Starting at the top of the entries below, set down every line exactly, please, until you reach the line with "recursion between parser-building", which is included too.

[Source data]
---------------
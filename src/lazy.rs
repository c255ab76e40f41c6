use std::marker::PhantomData;

use crate::cursor::TextCursor;
use crate::parser::{Parsed, Parser};

/// A lazy parser that defers the construction of the actual parser until
/// parse time. Useful for breaking mutual recursion between parser-building
/// functions; for a single self-referential grammar, [`fix`](crate::fix::fix)
/// avoids rebuilding the body on every invocation.
pub struct Lazy<F, P> {
    factory: F,
    _parser: PhantomData<fn() -> P>,
}

impl<F, P> Lazy<F, P>
where
    F: Fn() -> P,
{
    pub fn new(factory: F) -> Self {
        Lazy {
            factory,
            _parser: PhantomData,
        }
    }
}

impl<'text, F, P> Parser<'text> for Lazy<F, P>
where
    F: Fn() -> P,
    P: Parser<'text>,
{
    type Output = P::Output;

    fn parse(&self, cursor: TextCursor<'text>) -> Parsed<'text, Self::Output> {
        (self.factory)().parse(cursor)
    }
}

/// Create a lazy parser from a factory function
pub fn lazy<F, P>(factory: F) -> Lazy<F, P>
where
    F: Fn() -> P,
{
    Lazy::new(factory)
}
use crate::cursor::TextCursor;
use crate::error::Failure;
use crate::parser::{Parsed, Parser};

/// Parser combinator that repeats a parser between `min` and `max` times,
/// collecting the produced values.
///
/// Repetition stops when `max` values are collected or the inner parser
/// fails; a failure before `min` successes fails the whole combinator with
/// the inner parser's failure. Two guards keep the loop honest:
///
/// - With an unbounded `max`, a success that consumes nothing terminates
///   the loop immediately (without collecting the value) instead of
///   spinning forever.
/// - When the position reaches end of input before `min`, the inner parser
///   is probed once more; if the probe fails without consuming, the
///   combinator fails with an end-of-input expectation. Any other probe
///   outcome lets the loop continue, so zero-width element parsers can
///   still satisfy `min` at the end of the text.
///
/// The loop is iterative: recursion depth does not grow with the
/// repetition count.
pub struct Times<P> {
    parser: P,
    min: usize,
    max: Option<usize>,
}

impl<P> Times<P> {
    /// `max` of `None` means unbounded.
    pub fn new(parser: P, min: usize, max: Option<usize>) -> Self {
        debug_assert!(max.is_none_or(|max| min <= max), "min must not exceed max");
        Times { parser, min, max }
    }
}

impl<'text, P> Parser<'text> for Times<P>
where
    P: Parser<'text>,
{
    type Output = Vec<P::Output>;

    fn parse(&self, start: TextCursor<'text>) -> Parsed<'text, Self::Output> {
        let mut values = Vec::new();
        let mut cursor = start;

        loop {
            if self.max.is_some_and(|max| values.len() >= max) {
                break;
            }

            match self.parser.parse(cursor) {
                Ok((value, next)) => {
                    if self.max.is_none() && next.position() == cursor.position() {
                        // Zero-width match under unbounded repetition.
                        break;
                    }
                    values.push(value);
                    cursor = next;
                }
                Err(failure) => {
                    if values.len() >= self.min {
                        break;
                    }
                    return Err(failure);
                }
            }

            if self.max.is_some_and(|max| values.len() >= max) {
                break;
            }

            if cursor.eos() {
                if values.len() >= self.min {
                    break;
                }
                // One probe decides whether looping at the end can still
                // make progress towards `min`.
                if let Err(failure) = self.parser.parse(cursor) {
                    if failure.at == cursor.position() {
                        return Err(Failure::new(cursor.position(), "more input"));
                    }
                }
            }
        }

        Ok((values, cursor))
    }
}

/// Repeat `parser` between `min` and `max` times (both inclusive).
pub fn times<'text, P>(parser: P, min: usize, max: usize) -> Times<P>
where
    P: Parser<'text>,
{
    Times::new(parser, min, Some(max))
}

/// Repeat `parser` exactly `n` times.
pub fn count<'text, P>(parser: P, n: usize) -> Times<P>
where
    P: Parser<'text>,
{
    Times::new(parser, n, Some(n))
}
use std::fmt;

use crate::cursor::TextCursor;
use crate::error::Failure;
use crate::parser::{Parsed, Parser};

/// Parser combinator that performs negative lookahead *after* a match.
///
/// `excepts(p, excluded)` runs `p`; if it succeeds, `excluded` is attempted
/// from the resulting position. If `excluded` matches, the whole combinator
/// fails at `p`'s original starting index — consumption-free, so an
/// enclosing [`or`](crate::or::or) may still try an alternative. Otherwise
/// `p`'s result is returned unchanged.
pub struct Excepts<P, X> {
    parser: P,
    excluded: X,
}

impl<P, X> Excepts<P, X> {
    pub fn new(parser: P, excluded: X) -> Self {
        Excepts { parser, excluded }
    }
}

impl<'text, P, X> Parser<'text> for Excepts<P, X>
where
    P: Parser<'text>,
    X: Parser<'text>,
    X::Output: fmt::Debug,
{
    type Output = P::Output;

    fn parse(&self, cursor: TextCursor<'text>) -> Parsed<'text, Self::Output> {
        let start = cursor.position();
        let (value, after) = self.parser.parse(cursor)?;
        match self.excluded.parse(after) {
            Ok((unwanted, _)) => Err(Failure::new(start, format!("should not be {unwanted:?}"))),
            Err(_) => Ok((value, after)),
        }
    }
}

/// Convenience function to create an Excepts parser
pub fn excepts<'text, P, X>(parser: P, excluded: X) -> Excepts<P, X>
where
    P: Parser<'text>,
    X: Parser<'text>,
{
    Excepts::new(parser, excluded)
}

/// Extension trait to add .excepts() method support for parsers
pub trait ExceptsExt<'text>: Parser<'text> + Sized {
    fn excepts<X>(self, excluded: X) -> Excepts<Self, X>
    where
        X: Parser<'text>,
    {
        Excepts::new(self, excluded)
    }
}

impl<'text, P> ExceptsExt<'text> for P where P: Parser<'text> {}
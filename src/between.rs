use crate::cursor::TextCursor;
use crate::parser::{Parsed, Parser};

/// Parser that matches content between opening and closing delimiters,
/// returning just the content value with the delimiters discarded.
///
/// Does not handle whitespace automatically; wrap the pieces in
/// [`lexeme`](crate::lexeme::lexeme) for that.
pub struct Between<POpen, P, PClose> {
    open: POpen,
    content: P,
    close: PClose,
}

impl<POpen, P, PClose> Between<POpen, P, PClose> {
    pub fn new(open: POpen, content: P, close: PClose) -> Self {
        Between {
            open,
            content,
            close,
        }
    }
}

impl<'text, POpen, P, PClose> Parser<'text> for Between<POpen, P, PClose>
where
    POpen: Parser<'text>,
    P: Parser<'text>,
    PClose: Parser<'text>,
{
    type Output = P::Output;

    fn parse(&self, cursor: TextCursor<'text>) -> Parsed<'text, Self::Output> {
        let (_, cursor) = self.open.parse(cursor)?;
        let (value, cursor) = self.content.parse(cursor)?;
        let (_, cursor) = self.close.parse(cursor)?;
        Ok((value, cursor))
    }
}

/// Creates a parser that matches content between opening and closing
/// delimiters
pub fn between<'text, POpen, P, PClose>(
    open: POpen,
    content: P,
    close: PClose,
) -> Between<POpen, P, PClose>
where
    POpen: Parser<'text>,
    P: Parser<'text>,
    PClose: Parser<'text>,
{
    Between::new(open, content, close)
}
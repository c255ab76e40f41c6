use crate::cursor::TextCursor;
use crate::error::Failure;
use crate::parser::{Parsed, Parser};

/// Parser that succeeds with no value exactly at end of input.
pub struct Eof;

impl<'text> Parser<'text> for Eof {
    type Output = ();

    fn parse(&self, cursor: TextCursor<'text>) -> Parsed<'text, Self::Output> {
        if cursor.eos() {
            Ok(((), cursor))
        } else {
            Err(Failure::new(cursor.position(), "end of input"))
        }
    }
}

/// Convenience function to create an Eof parser
pub fn eof() -> Eof {
    Eof
}

#[cfg(test)]
mod tests {
    use super::*;
    use crate::literal::literal;
    use crate::skip::SkipExt;

    #[test]
    fn test_eof_at_end() {
        assert_eq!(eof().parse_text("").unwrap(), ());
    }

    #[test]
    fn test_eof_before_end() {
        let failure = eof().parse_text("x").unwrap_err();
        assert_eq!(failure.expected(), "end of input");
        assert_eq!(failure.index(), 0);
    }

    #[test]
    fn test_eof_as_terminator() {
        let parser = literal("done").skip(eof());
        assert_eq!(parser.parse_text("done").unwrap(), "done");
        assert!(parser.parse_text("donex").is_err());
    }
}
---------------
▶ **Solution below**:
filename src/lazy.rs
repository c255ab76e40f41c6
use std::marker::PhantomData;

use crate::cursor::TextCursor;
use crate::parser::{Parsed, Parser};

/// A lazy parser that defers the construction of the actual parser until
/// parse time. Useful for breaking mutual recursion between parser-building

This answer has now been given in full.